Had this condition been imposed after Alexander committed his first federal offense, it might
have raised a more difficult question about whether it “involve[d] no greater deprivation of liberty
than is reasonably necessary” to serve the goals of deterrence, rehabilitation and public protection.
18 U.S.C. § 3583(d)(2). But that is not what happened. It became “reasonably necessary” to impose
this greater restriction after the more limited restriction on entering Hannahville failed. See United
States v. Brandenburg, 157 F. App’x 875, 879–80 (6th Cir. Dec. 14, 2005) (upholding a special
condition prohibiting the defendant from co-habitating with any female when a narrower restriction
requiring the defendant to notify his probation officer of his social contact with females did not
prevent him from committing domestic violence).
That greater restriction, moreover, responded directly to the failing of the original
requirement.
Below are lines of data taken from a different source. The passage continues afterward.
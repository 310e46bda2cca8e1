//! Remote tool adapters.
//!
//! Registry-published tools run on the package's own invocation endpoint;
//! the engine never evaluates fetched code. `RemoteTool` posts the request
//! params (plus any request env and factory config) to that endpoint and maps
//! the response back through the `Tool` contract.
//!
//! Expected response body:
//! `{"success": true, "output": ...}` or
//! `{"success": false, "error": {"kind": "config"|"validation"|"internal", "message": "..."}}`
//! (a bare string `error` is accepted and treated as untagged).

use async_trait::async_trait;
use serde_json::{json, Value};
use std::sync::Arc;

use super::{EnvMap, Tool, ToolDescriptor, ToolError, ToolErrorKind, ToolFactory};

/// Execute-capable handle backed by a remote invocation endpoint.
#[derive(Debug, Clone)]
pub struct RemoteTool {
    descriptor: ToolDescriptor,
    invoke_url: String,
    client: reqwest::Client,
    /// Factory-supplied configuration, forwarded with every invocation.
    config: Option<Value>,
}

impl RemoteTool {
    pub fn new(descriptor: ToolDescriptor, invoke_url: String, client: reqwest::Client) -> Self {
        Self {
            descriptor,
            invoke_url,
            client,
            config: None,
        }
    }

    pub fn with_config(mut self, config: Value) -> Self {
        self.config = Some(config);
        self
    }
}

#[async_trait]
impl Tool for RemoteTool {
    fn describe(&self) -> ToolDescriptor {
        self.descriptor.clone()
    }

    async fn execute(&self, params: Value, env: &EnvMap) -> Result<Value, ToolError> {
        let mut body = json!({ "params": params });
        if !env.is_empty() {
            body["env"] = serde_json::to_value(env)
                .map_err(|e| ToolError::internal(format!("env serialization: {}", e)))?;
        }
        if let Some(config) = &self.config {
            body["config"] = config.clone();
        }

        let response = self
            .client
            .post(&self.invoke_url)
            .json(&body)
            .send()
            .await
            .map_err(|e| ToolError::internal(format!("invocation request failed: {}", e)))?;

        let status = response.status();
        let payload: Value = response
            .json()
            .await
            .map_err(|e| ToolError::internal(format!("invalid invocation response: {}", e)))?;

        if !status.is_success() {
            return Err(parse_remote_error(&payload).unwrap_or_else(|| {
                ToolError::internal(format!("invocation endpoint returned {}", status))
            }));
        }

        let success = payload
            .get("success")
            .and_then(|v| v.as_bool())
            .unwrap_or(false);
        if success {
            Ok(payload.get("output").cloned().unwrap_or(Value::Null))
        } else {
            Err(parse_remote_error(&payload)
                .unwrap_or_else(|| ToolError::untagged("tool reported failure")))
        }
    }
}

/// Map the endpoint's `error` field into a `ToolError`, preserving a declared
/// kind when the tool emits one.
fn parse_remote_error(payload: &Value) -> Option<ToolError> {
    let error = payload.get("error")?;
    if let Some(message) = error.as_str() {
        return Some(ToolError::untagged(message));
    }
    let message = error
        .get("message")
        .and_then(|v| v.as_str())
        .unwrap_or("tool reported failure")
        .to_string();
    let kind = match error.get("kind").and_then(|v| v.as_str()) {
        Some("config") => Some(ToolErrorKind::Config),
        Some("validation") => Some(ToolErrorKind::Validation),
        Some("internal") => Some(ToolErrorKind::Internal),
        _ => None,
    };
    Some(ToolError { kind, message })
}

/// Factory export backed by a remote endpoint that requires configuration.
#[derive(Debug, Clone)]
pub struct RemoteFactory {
    descriptor: ToolDescriptor,
    invoke_url: String,
    client: reqwest::Client,
    /// Config keys the manifest declares as required. Empty means the factory
    /// accepts a zero-argument build.
    required_config: Vec<String>,
}

impl RemoteFactory {
    pub fn new(
        descriptor: ToolDescriptor,
        invoke_url: String,
        client: reqwest::Client,
        required_config: Vec<String>,
    ) -> Self {
        Self {
            descriptor,
            invoke_url,
            client,
            required_config,
        }
    }
}

impl ToolFactory for RemoteFactory {
    fn describe(&self) -> ToolDescriptor {
        self.descriptor.clone()
    }

    fn build(&self, config: Option<&Value>) -> Result<Arc<dyn Tool>, ToolError> {
        let tool = RemoteTool::new(
            self.descriptor.clone(),
            self.invoke_url.clone(),
            self.client.clone(),
        );

        if self.required_config.is_empty() {
            let tool = match config {
                Some(c) => tool.with_config(c.clone()),
                None => tool,
            };
            return Ok(Arc::new(tool));
        }

        let config = config.ok_or_else(|| {
            ToolError::config(format!(
                "{} is required but not provided",
                self.required_config.join(", ")
            ))
        })?;

        // A narrowed `{apiKey}` config satisfies any single required key.
        let map = config
            .as_object()
            .ok_or_else(|| ToolError::config("factory config must be a JSON object"))?;
        let satisfied = self.required_config.iter().all(|key| {
            map.contains_key(key) || (self.required_config.len() == 1 && map.contains_key("apiKey"))
        });
        if !satisfied {
            return Err(ToolError::config(format!(
                "{} is required but not provided",
                self.required_config.join(", ")
            )));
        }

        Ok(Arc::new(tool.with_config(config.clone())))
    }
}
Alexander himself proved the limits of the initial restriction—that he obtain prior
approval from his probation officer before entering Hannahville. When the Janzen House evicted
him for bringing home an intoxicated female, he returned to his mother’s residence in Hannahville
without his probation officer’s approval and continued to drink in the area over the next month.
Even after Alexander agreed to several modifications, he again violated the conditions while living
with his mother in Hannahville, where he was arrested for public intoxication. On this record, the
district court permissibly concluded that the circumstances demanded something more than
Alexander’s initial geographic restriction—both for the good of Alexander and for the safety of the
community.
Nor, given Alexander’s recidivist ways, is a temporary requirement that he live and obtain
treatment in Grand Rapids overly restrictive. The court permissibly struck a balance between the
relevant statutory purposes and Alexander’s liberty interests by temporarily removing him from the
Hannahville area while permitting him to remain in the State of Michigan. See Sicher, 239 F.3d at
292 (upholding a two-county restriction and distinguishing cases involving “unconditional
banishment from the entire country . . . or from an entire state”). Contrast United States v.
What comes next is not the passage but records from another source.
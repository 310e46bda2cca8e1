//! Configuration structures.
//!
//! Configuration is loaded from environment variables; every field has a
//! documented default so the server runs with no configuration at all.

use serde::{Deserialize, Serialize};
use std::time::Duration;

/// Global engine configuration.
#[derive(Debug, Clone, Serialize, Deserialize, Default)]
pub struct Config {
    /// Server configuration.
    #[serde(default)]
    pub server: ServerConfig,

    /// Observability configuration.
    #[serde(default)]
    pub observability: ObservabilityConfig,

    /// Resolver and executor limits.
    #[serde(default)]
    pub engine: EngineConfig,

    /// Per-caller admission limits.
    #[serde(default)]
    pub rate_limit: RateLimitSettings,
}

/// Server configuration.
#[derive(Debug, Clone, Serialize, Deserialize)]
pub struct ServerConfig {
    /// HTTP bind address.
    pub listen_addr: String,

    /// Allowed CORS origins. Empty list means any origin.
    pub cors_origins: Vec<String>,
}

impl Default for ServerConfig {
    fn default() -> Self {
        Self {
            listen_addr: "127.0.0.1:8787".to_string(),
            cors_origins: Vec::new(),
        }
    }
}

/// Observability configuration.
#[derive(Debug, Clone, Serialize, Deserialize)]
pub struct ObservabilityConfig {
    /// Tracing log level (trace, debug, info, warn, error).
    pub log_level: String,

    /// Enable JSON log formatting.
    pub json_logs: bool,
}

impl Default for ObservabilityConfig {
    fn default() -> Self {
        Self {
            log_level: "info".to_string(),
            json_logs: false,
        }
    }
}

/// Resolver and executor limits.
#[derive(Debug, Clone, Serialize, Deserialize)]
pub struct EngineConfig {
    /// Base URL of the package registry. Module manifests are fetched from
    /// `{registry_url}/{package}@{version}/manifest.json` unless the request
    /// carries an explicit `importUrl`.
    pub registry_url: String,

    /// Wall-clock budget for a single tool execution.
    #[serde(with = "humantime_serde")]
    pub execution_timeout: Duration,

    /// Timeout for a single manifest fetch on the cache-miss path.
    #[serde(with = "humantime_serde")]
    pub fetch_timeout: Duration,

    /// Memory ceiling advertised for isolated execution runners, in MB.
    /// Not enforced in-process; surfaced via `/health` so operators can see
    /// what an isolated runner variant would be configured with.
    pub memory_limit_mb: u64,
}

impl Default for EngineConfig {
    fn default() -> Self {
        Self {
            registry_url: "https://registry.toolhost.dev/modules".to_string(),
            execution_timeout: Duration::from_secs(300),
            fetch_timeout: Duration::from_secs(30),
            memory_limit_mb: 128,
        }
    }
}

/// Per-caller admission limits.
#[derive(Debug, Clone, Serialize, Deserialize)]
pub struct RateLimitSettings {
    /// Maximum calls per identity within the rolling window.
    pub max_requests: u32,

    /// Rolling window length.
    #[serde(with = "humantime_serde")]
    pub window: Duration,
}

impl Default for RateLimitSettings {
    fn default() -> Self {
        Self {
            max_requests: 10,
            window: Duration::from_secs(3600),
        }
    }
}

impl Config {
    /// Build configuration from environment variables, falling back to
    /// defaults for anything unset or unparsable.
    ///
    /// Recognized variables: `TOOLHOST_LISTEN_ADDR`, `TOOLHOST_CORS_ORIGINS`
    /// (comma-separated), `TOOLHOST_REGISTRY_URL`, `TOOLHOST_TIMEOUT_MS`,
    /// `TOOLHOST_FETCH_TIMEOUT_MS`, `TOOLHOST_MEMORY_LIMIT_MB`,
    /// `TOOLHOST_RATE_LIMIT`, `TOOLHOST_RATE_WINDOW_SECS`,
    /// `TOOLHOST_LOG_LEVEL`.
    pub fn from_env() -> Self {
        let mut config = Self::default();

        if let Ok(addr) = std::env::var("TOOLHOST_LISTEN_ADDR") {
            config.server.listen_addr = addr;
        }
        if let Ok(origins) = std::env::var("TOOLHOST_CORS_ORIGINS") {
            config.server.cors_origins = origins
                .split(',')
                .map(|s| s.trim().to_string())
                .filter(|s| !s.is_empty())
                .collect();
        }
        if let Ok(url) = std::env::var("TOOLHOST_REGISTRY_URL") {
            config.engine.registry_url = url;
        }
        if let Some(ms) = env_u64("TOOLHOST_TIMEOUT_MS") {
            config.engine.execution_timeout = Duration::from_millis(ms);
        }
        if let Some(ms) = env_u64("TOOLHOST_FETCH_TIMEOUT_MS") {
            config.engine.fetch_timeout = Duration::from_millis(ms);
        }
        if let Some(mb) = env_u64("TOOLHOST_MEMORY_LIMIT_MB") {
            config.engine.memory_limit_mb = mb;
        }
        if let Some(n) = env_u64("TOOLHOST_RATE_LIMIT") {
            config.rate_limit.max_requests = n as u32;
        }
        if let Some(secs) = env_u64("TOOLHOST_RATE_WINDOW_SECS") {
            config.rate_limit.window = Duration::from_secs(secs);
        }
        if let Ok(level) = std::env::var("TOOLHOST_LOG_LEVEL") {
            config.observability.log_level = level;
        }

        config
    }
}

fn env_u64(key: &str) -> Option<u64> {
    std::env::var(key).ok().and_then(|v| v.parse().ok())
}

#[cfg(test)]
mod tests {
    use super::*;

    #[test]
    fn test_defaults() {
        let config = Config::default();
        assert_eq!(config.rate_limit.max_requests, 10);
        assert_eq!(config.rate_limit.window, Duration::from_secs(3600));
        assert_eq!(config.engine.execution_timeout, Duration::from_secs(300));
        assert_eq!(config.engine.memory_limit_mb, 128);
        assert!(config.server.cors_origins.is_empty());
    }

    #[test]
    fn test_roundtrip_serde() {
        let config = Config::default();
        let json = serde_json::to_string(&config).unwrap();
        let back: Config = serde_json::from_str(&json).unwrap();
        assert_eq!(back.server.listen_addr, config.server.listen_addr);
    }
}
Abushaar, 761 F.2d 954, 958 (3d Cir. 1985) (holding that the district court abused its discretion by
requiring, as a condition of probation, that the defendant remain outside the United States). As
Alexander’s counsel acknowledged at oral argument, moreover, Grand Rapids is the next-closest
location that could offer Alexander proper treatment and supervision—second only to Marquette,
where Alexander already had violated his initial supervised-release conditions.
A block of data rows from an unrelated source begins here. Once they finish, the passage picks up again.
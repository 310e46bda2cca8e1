//! # Toolhost - Dynamic Tool Resolution & Execution Engine
//!
//! Rust implementation of the toolhost engine providing:
//! - On-demand resolution of tool modules from a registry, with caching
//! - Single-flight deduplication of concurrent fetches for the same module
//! - Factory normalization (zero-arg, env-map, and narrowed construction)
//! - Bounded execution with per-request timeouts and uniform failure capture
//! - Health classification distinguishing broken tools from caller mistakes
//! - Sliding-window rate limiting per caller identity
//! - HTTP service layer for external clients
//!
//! ## Architecture
//!
//! The `Engine` facade owns all moving parts; the HTTP layer is a thin
//! adapter over it:
//! ```text
//!                    ┌─────────────────────────────────┐
//!   HTTP requests →  │          Engine                 │
//!                    │  ┌─────────┐ ┌─────────┐        │
//!                    │  │Resolver │ │ Bounded │        │
//!                    │  │ + Cache │ │Executor │        │
//!                    │  └─────────┘ └─────────┘        │
//!                    │  ┌─────────┐ ┌─────────┐        │
//!                    │  │ Health  │ │RateLimit│        │
//!                    │  │ Monitor │ │   er    │        │
//!                    │  └─────────┘ └─────────┘        │
//!                    └─────────────────────────────────┘
//! ```

// Enforce strict safety at compile time
#![deny(unsafe_code)]
#![warn(missing_debug_implementations)]
#![warn(rust_2018_idioms)]

// Re-export public API
pub mod engine;
pub mod executor;
pub mod health;
pub mod http;
pub mod ratelimit;
pub mod resolver;
pub mod tools;
pub mod types;

// Internal utilities
pub mod observability;
pub mod validation;

pub use engine::Engine;
pub use types::{Config, Error, Result};
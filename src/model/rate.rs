use std::fmt;

use crate::num::Decimal;

/// Display-side growth rate of a resource.
#[derive(Debug, Clone, Copy, PartialEq)]
pub enum GrowthRate {
    PerSecond(Decimal),
    /// Orders of magnitude gained per second, once that reaches one.
    OomsPerSecond(Decimal),
}

pub fn growth_rate(value: Decimal, gain_per_second: Decimal) -> GrowthRate {
    let next = value + gain_per_second;
    if value.is_positive() && next.is_positive() {
        let ooms = next.magnitude_log10() - value.magnitude_log10();
        if ooms >= 1.0 {
            return GrowthRate::OomsPerSecond(Decimal::from_f64(ooms));
        }
    }
    GrowthRate::PerSecond(gain_per_second)
}

impl fmt::Display for GrowthRate {
    fn fmt(&self, f: &mut fmt::Formatter<'_>) -> fmt::Result {
        match self {
            Self::PerSecond(gain) => write!(f, "{}/sec", gain.format(2)),
            Self::OomsPerSecond(ooms) => write!(f, "{} OoMs/sec", ooms.format(2)),
        }
    }
}

#[cfg(test)]
mod tests {
    use super::{GrowthRate, growth_rate};
    use crate::num::Decimal;

    #[test]
    fn slow_growth_reports_per_second() {
        let rate = growth_rate(Decimal::from(10), Decimal::from(2));

        assert_eq!(rate, GrowthRate::PerSecond(Decimal::from(2)));
        assert_eq!(rate.to_string(), "2.00/sec");
    }

    #[test]
    fn explosive_growth_reports_orders_of_magnitude() {
        let value: Decimal = "1e50".parse().expect("literal");
        let gain: Decimal = "1e53".parse().expect("literal");

        match growth_rate(value, gain) {
            GrowthRate::OomsPerSecond(ooms) => {
                assert!((ooms.to_f64() - 3.0).abs() < 0.01);
            }
            other => panic!("expected OoMs/sec, got {other:?}"),
        }
    }
}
Alexander raises several challenges to this conclusion, each of which is unconvincing. He
contends that the court could have prohibited him from entering Hannahville or from residing in
nearby counties. In support of this contention, he points to United States v. Sicher, 239 F.3d 289
(3d Cir. 2000), which upheld as “no greater . . . than . . . necessary” a condition preventing the
No. 07-1432 United States v. Alexander Page 5
defendant from entering two counties without her probation officer’s permission. Id. at 289, 292.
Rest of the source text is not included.